use anyhow::{Context, Result};
use std::fs;
use std::path::PathBuf;

/// `$TASKCHAT_HOME`, else `~/.taskchat`.
pub fn taskchat_home() -> Result<PathBuf> {
    if let Some(dir) = std::env::var_os("TASKCHAT_HOME").filter(|d| !d.is_empty()) {
        return Ok(PathBuf::from(dir));
    }
    let home = std::env::var("HOME").context("HOME is not set")?;
    Ok(PathBuf::from(home).join(".taskchat"))
}

pub fn ensure_taskchat_home() -> Result<PathBuf> {
    let dir = taskchat_home()?;
    fs::create_dir_all(&dir).with_context(|| format!("create {}", dir.display()))?;
    Ok(dir)
}
use serde::{Deserialize, Serialize};

/// Where a note sits inside the vault and what it is tagged with.
#[derive(Debug, Clone, Default, PartialEq, Eq, Serialize, Deserialize)]
pub struct NoteMeta {
    /// Vault-relative path with `/` separators, e.g. `Work/Plans.md`.
    pub path: String,
    /// Vault-relative parent directory; `None` for notes at the root.
    pub folder: Option<String>,
    /// Front-matter tags, without a leading `#`.
    pub tags: Vec<String>,
}

impl NoteMeta {
    pub fn new(path: impl Into<String>) -> Self {
        let path = path.into();
        let folder = path
            .rsplit_once('/')
            .map(|(dir, _)| dir.to_string())
            .filter(|d| !d.is_empty());
        Self {
            path,
            folder,
            tags: Vec::new(),
        }
    }
}

/// Counters from one vault scan.
#[derive(Debug, Clone, Copy, Default, PartialEq, Eq, Serialize)]
pub struct ScanStats {
    pub notes: usize,
    pub tasks: usize,
    /// Files that could not be read as UTF-8 text.
    pub unreadable: usize,
}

::::

= Your assignment =
Take the lines above from the one holding "at the root." to the last and output them exactly.

= Answer space =
    /// Vault-relative parent directory; `None` for notes at the root.
    pub folder: Option<String>,
    /// Front-matter tags, without a leading `#`.
    pub tags: Vec<String>,
}

impl NoteMeta {
    pub fn new(path: impl Into<String>) -> Self {
        let path = path.into();
        let folder = path
            .rsplit_once('/')
            .map(|(dir, _)| dir.to_string())
            .filter(|d| !d.is_empty());
        Self {
            path,
            folder,
            tags: Vec::new(),
        }
    }
}

/// Counters from one vault scan.
#[derive(Debug, Clone, Copy, Default, PartialEq, Eq, Serialize)]
pub struct ScanStats {
    pub notes: usize,
    pub tasks: usize,
    /// Files that could not be read as UTF-8 text.
    pub unreadable: usize,
}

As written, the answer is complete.